Marcos importantes do setor, como a abertura do mercado de gás, o RenovaBio, o marco legal do saneamento e a modernização do setor elétrico vão estimular o fomento ao biogás, além dos aprimoramentos nas legislações estaduais. Dado que a competência para regulação de gás natural é estadual, cabe a estes governos legislar sobre o tema. Um movimento que vem acontecendo desde 2012 já estabeleceu marcos legais consolidados no Rio de Janeiro, Minas Gerais, São Paulo, Paraná, Santa Catarina, Rio Grande do Sul e Goiânia.
Contamos com diversos empreendimentos importantes que reforçam a confiabilidade e eficiência das tecnologias tanto de produção quanto de uso do biogás e do biometano. Além da usina da Raízen, há exemplos no setor de combustíveis, como a Scania, que já conta com uma unidade de produção de caminhões movidos gás natural ou biometano na sua fábrica em São Bernardo do Campo, com mais de 50 veículos já vendidos.
No setor sucroenergético, temos o projeto da Cocal com a Gás Brasiliano, chamado de Cidades Sustentáveis, que vai implementar um gasoduto dedicado beneficiando 230 mil pessoas nas cidades de Narandiba, Pirapozinho e Presidente Prudente, para escoar a produção de biometano a partir da vinhaça, bagaço e palha de cana, com previsão de partida em 2021.

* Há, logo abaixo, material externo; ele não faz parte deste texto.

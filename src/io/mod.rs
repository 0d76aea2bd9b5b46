//! I/O module
//!
//! Handles CSV parsing and output.
//!
//! # Components
//!
//! - `csv_format` - CSV format handling (record conversion, output serialization)
//! - `snapshot` - Loading and saving the ledger snapshot and beneficiary directory
//! - `sync_reader` - Synchronous completion-report reader with iterator interface
//! - `async_reader` - Asynchronous completion-report reader with batch reading interface

pub mod async_reader;
pub mod csv_format;
pub mod snapshot;
pub mod sync_reader;

pub use async_reader::AsyncReportReader;
pub use csv_format::{
    write_bulk_result_csv, write_export_csv, write_import_summary_csv, write_ledger_csv,
    write_requests_csv, write_stats_csv, write_units_csv,
};
pub use snapshot::{load_directory, load_ledger, save_ledger};
pub use sync_reader::ReportReader;
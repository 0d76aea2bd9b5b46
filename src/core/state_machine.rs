//! Payout request state machine
//!
//! Enforces the transition graph and applies one transition to one request.
//!
//! ```text
//! pending ──► approved ──► processing ──► paid
//!    ▲                         │
//!    └──────── revert ─────────┘
//!
//! pending | approved | processing ──► rejected | failed
//! approved | processing ──► payment_method_not_found   (reconciliation only)
//! payment_method_not_found ──► pending                 (revert)
//! ```
//!
//! Transitions are optimistic: the edge is checked against the status read at
//! call time and the write is last-one-wins. A transition to the status the
//! request already has is a successful no-op, which lets bulk runs and report
//! imports be retried safely.

use super::traits::LedgerStore;
use crate::types::{PayoutError, PayoutRequest, PayoutStatus, RequestId};
use chrono::{DateTime, Utc};

/// Who is asking for a transition
#[derive(Debug, Clone, Copy, PartialEq, Eq)]
pub enum TransitionOrigin {
    /// An operator or automation acting through the engine
    Operator,
    /// The reconciliation codec applying a provider outcome
    Reconciliation,
}

/// Result of applying a transition to a record
#[derive(Debug, Clone, Copy, PartialEq, Eq)]
pub enum TransitionOutcome {
    /// Status and `updated_at` were changed
    Applied,
    /// The record already had the target status
    Unchanged,
}

/// Whether `from → to` is an edge of the graph for the given origin
///
/// Self-edges are not edges; callers treat them as no-ops before asking.
pub fn is_allowed_transition(
    from: PayoutStatus,
    to: PayoutStatus,
    origin: TransitionOrigin,
) -> bool {
    use PayoutStatus::*;

    if from.is_terminal() {
        return false;
    }

    match (from, to) {
        (Pending, Approved) | (Approved, Processing) | (Processing, Paid) => true,
        (Processing, Pending) | (PaymentMethodNotFound, Pending) => true,
        (Pending | Approved | Processing, Rejected | Failed) => true,
        (Approved | Processing, PaymentMethodNotFound) => {
            origin == TransitionOrigin::Reconciliation
        }
        _ => false,
    }
}

/// Apply a transition to a record in place
///
/// # Errors
///
/// `InvalidTransition` when the edge does not exist, including every attempt
/// to leave a terminal status.
pub fn apply_transition(
    request: &mut PayoutRequest,
    target: PayoutStatus,
    origin: TransitionOrigin,
    now: DateTime<Utc>,
) -> Result<TransitionOutcome, PayoutError> {
    if request.status == target {
        return Ok(TransitionOutcome::Unchanged);
    }

    if !is_allowed_transition(request.status, target, origin) {
        return Err(PayoutError::invalid_transition(
            request.id,
            request.status,
            target,
        ));
    }

    request.status = target;
    request.updated_at = now;
    Ok(TransitionOutcome::Applied)
}

/// Transition a ledger record on behalf of an operator
///
/// # Errors
///
/// - `NotFound` if the id is unknown
/// - `InvalidTransition` if the edge is not permitted from the current status
pub fn transition<L>(
    ledger: &mut L,
    id: RequestId,
    target: PayoutStatus,
) -> Result<PayoutRequest, PayoutError>
where
    L: LedgerStore + ?Sized,
{
    transition_as(ledger, id, target, TransitionOrigin::Operator)
}

/// Transition a ledger record with an explicit origin
pub fn transition_as<L>(
    ledger: &mut L,
    id: RequestId,
    target: PayoutStatus,
    origin: TransitionOrigin,
) -> Result<PayoutRequest, PayoutError>
where
    L: LedgerStore + ?Sized,
{
    let mut request = ledger.get(id).ok_or_else(|| PayoutError::not_found(id))?;
    let from = request.status;

    match apply_transition(&mut request, target, origin, Utc::now()) {
        Ok(TransitionOutcome::Applied) => {
            tracing::debug!(id, %from, to = %target, "transition applied");
            Ok(ledger.save(request))
        }
        Ok(TransitionOutcome::Unchanged) => Ok(request),
        Err(e) => {
            tracing::debug!(id, %from, to = %target, "transition rejected");
            Err(e)
        }
    }
}

/// Revert a `processing` or `payment_method_not_found` request to `pending`
///
/// Succeeds as a no-op when the request is already `pending`; any other
/// current status is an `InvalidTransition`.
pub fn revert<L>(ledger: &mut L, id: RequestId) -> Result<PayoutRequest, PayoutError>
where
    L: LedgerStore + ?Sized,
{
    let current = ledger.get(id).ok_or_else(|| PayoutError::not_found(id))?;

    match current.status {
        PayoutStatus::Processing | PayoutStatus::PaymentMethodNotFound | PayoutStatus::Pending => {
            transition(ledger, id, PayoutStatus::Pending)
        }
        other => Err(PayoutError::invalid_transition(
            id,
            other,
            PayoutStatus::Pending,
        )),
    }
}

#[cfg(test)]
mod tests {
    use super::*;
    use crate::core::ledger::InMemoryLedger;
    use crate::types::Period;
    use rstest::rstest;
    use rust_decimal::Decimal;

    fn ledger_with(status: PayoutStatus) -> InMemoryLedger {
        let created = Utc::now() - chrono::Duration::days(1);
        InMemoryLedger::from_requests(vec![PayoutRequest::new(
            1,
            Some(10),
            Decimal::new(3000, 2),
            Decimal::ZERO,
            Period::new(1, 2024),
            created,
        )
        .with_status(status)])
    }

    #[rstest]
    #[case::approve(PayoutStatus::Pending, PayoutStatus::Approved)]
    #[case::process(PayoutStatus::Approved, PayoutStatus::Processing)]
    #[case::pay(PayoutStatus::Processing, PayoutStatus::Paid)]
    #[case::revert(PayoutStatus::Processing, PayoutStatus::Pending)]
    #[case::reject_pending(PayoutStatus::Pending, PayoutStatus::Rejected)]
    #[case::fail_approved(PayoutStatus::Approved, PayoutStatus::Failed)]
    #[case::fail_processing(PayoutStatus::Processing, PayoutStatus::Failed)]
    #[case::reenter_pending(PayoutStatus::PaymentMethodNotFound, PayoutStatus::Pending)]
    fn test_allowed_edges(#[case] from: PayoutStatus, #[case] to: PayoutStatus) {
        let mut ledger = ledger_with(from);
        let before = ledger.get(1).unwrap().updated_at;

        let updated = transition(&mut ledger, 1, to).unwrap();

        assert_eq!(updated.status, to);
        assert!(updated.updated_at > before);
        assert_eq!(ledger.get(1).unwrap().status, to);
    }

    #[rstest]
    #[case::skip_approval(PayoutStatus::Pending, PayoutStatus::Paid)]
    #[case::skip_processing(PayoutStatus::Approved, PayoutStatus::Paid)]
    #[case::approved_back(PayoutStatus::Approved, PayoutStatus::Pending)]
    #[case::operator_flag(PayoutStatus::Processing, PayoutStatus::PaymentMethodNotFound)]
    #[case::not_found_to_approved(PayoutStatus::PaymentMethodNotFound, PayoutStatus::Approved)]
    fn test_rejected_edges(#[case] from: PayoutStatus, #[case] to: PayoutStatus) {
        let mut ledger = ledger_with(from);

        let err = transition(&mut ledger, 1, to).unwrap_err();

        assert_eq!(err, PayoutError::invalid_transition(1, from, to));
        assert_eq!(ledger.get(1).unwrap().status, from);
    }

    #[rstest]
    fn test_terminal_statuses_reject_every_other_target(
        #[values(PayoutStatus::Paid, PayoutStatus::Rejected, PayoutStatus::Failed)]
        terminal: PayoutStatus,
    ) {
        for target in PayoutStatus::ALL.into_iter().filter(|s| *s != terminal) {
            for origin in [TransitionOrigin::Operator, TransitionOrigin::Reconciliation] {
                let mut ledger = ledger_with(terminal);
                let err = transition_as(&mut ledger, 1, target, origin).unwrap_err();
                assert!(matches!(err, PayoutError::InvalidTransition { .. }));
            }
        }
    }

    #[test]
    fn test_same_target_is_idempotent() {
        let mut ledger = ledger_with(PayoutStatus::Pending);

        let first = transition(&mut ledger, 1, PayoutStatus::Approved).unwrap();
        let second = transition(&mut ledger, 1, PayoutStatus::Approved).unwrap();

        assert_eq!(first, second);
        assert_eq!(ledger.get(1).unwrap(), first);
    }

    #[test]
    fn test_terminal_same_target_is_noop() {
        let mut ledger = ledger_with(PayoutStatus::Paid);
        let before = ledger.get(1).unwrap();

        let after = transition(&mut ledger, 1, PayoutStatus::Paid).unwrap();

        assert_eq!(before, after);
    }

    #[test]
    fn test_unknown_id_is_not_found() {
        let mut ledger = ledger_with(PayoutStatus::Pending);
        let err = transition(&mut ledger, 99, PayoutStatus::Approved).unwrap_err();
        assert_eq!(err, PayoutError::not_found(99));
    }

    #[test]
    fn test_reconciliation_can_flag_missing_method() {
        let mut ledger = ledger_with(PayoutStatus::Processing);
        let updated = transition_as(
            &mut ledger,
            1,
            PayoutStatus::PaymentMethodNotFound,
            TransitionOrigin::Reconciliation,
        )
        .unwrap();
        assert_eq!(updated.status, PayoutStatus::PaymentMethodNotFound);
    }

    #[rstest]
    #[case::from_processing(PayoutStatus::Processing, true)]
    #[case::already_pending(PayoutStatus::Pending, true)]
    #[case::from_approved(PayoutStatus::Approved, false)]
    #[case::from_not_found(PayoutStatus::PaymentMethodNotFound, true)]
    #[case::from_paid(PayoutStatus::Paid, false)]
    fn test_revert(#[case] from: PayoutStatus, #[case] ok: bool) {
        let mut ledger = ledger_with(from);
        let result = revert(&mut ledger, 1);
        assert_eq!(result.is_ok(), ok);
        if ok {
            assert_eq!(ledger.get(1).unwrap().status, PayoutStatus::Pending);
        } else {
            assert_eq!(
                result.unwrap_err(),
                PayoutError::invalid_transition(1, from, PayoutStatus::Pending)
            );
        }
    }

    #[test]
    fn test_apply_transition_leaves_record_on_error() {
        let mut request = ledger_with(PayoutStatus::Rejected).get(1).unwrap();
        let snapshot = request.clone();
        let result = apply_transition(
            &mut request,
            PayoutStatus::Pending,
            TransitionOrigin::Operator,
            Utc::now(),
        );
        assert!(result.is_err());
        assert_eq!(request, snapshot);
    }
}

E ainda na geração a partir do saneamento, temos os bem-sucedidos exemplos do Ceará e Rio de Janeiro. No Nordeste, a produção do biogás a partir do aterro sanitário de Caucaia, já fornece 40% do volume de gás distribuído pela Cegás, com a vantagem de ser um gás renovável. No Rio, a empresa Gás Verde conta com usinas nos aterros de Seropédica, São Gonçalo e Nova Iguaçu. Em Seropédica, o maior deles, a capacidade de produção é de 200 mil m³/dia, que corresponde a 1% do mercado fluminense de gás natural. Uma parte da produção é destinada a postos de GNV e outra fornecida para a indústria siderúrgica Ternium.
A partir da universalização do saneamento, a expectativa é que as estações de tratamento de esgoto também realizem o aproveitamento energético do biogás. Já temos alguns cases pelo país, como a Copasa ETE Arrudas (MG), que, desde 2009, produz 29mil m³/dia de biogás, com capacidade de 2,4 MW de geração de energia elétrica, 3,6 MW de água quente e produz quase 50% da demanda elétrica total da ETE.
Por tudo isso, acreditamos que o futuro do biogás já começou e, até 2030, vai ocupar uma fatia significativa na matriz energética brasileira. Quem ganha somos todos nós, com um meio ambiente mais limpo, desenvolvimento econômico e social e geração de empregos.
Alessandro Gardemann é formado em Administração de Empresas pela EAESP- FGV, com atuação no mercado financeiro. Em 2008, fundou a Geo Energética e, desde então, tem se dedicado ao Biogás. Foi um dos fundadores da Associação Brasileira do Biogás (ABiogás), onde, atualmente, é o presidente.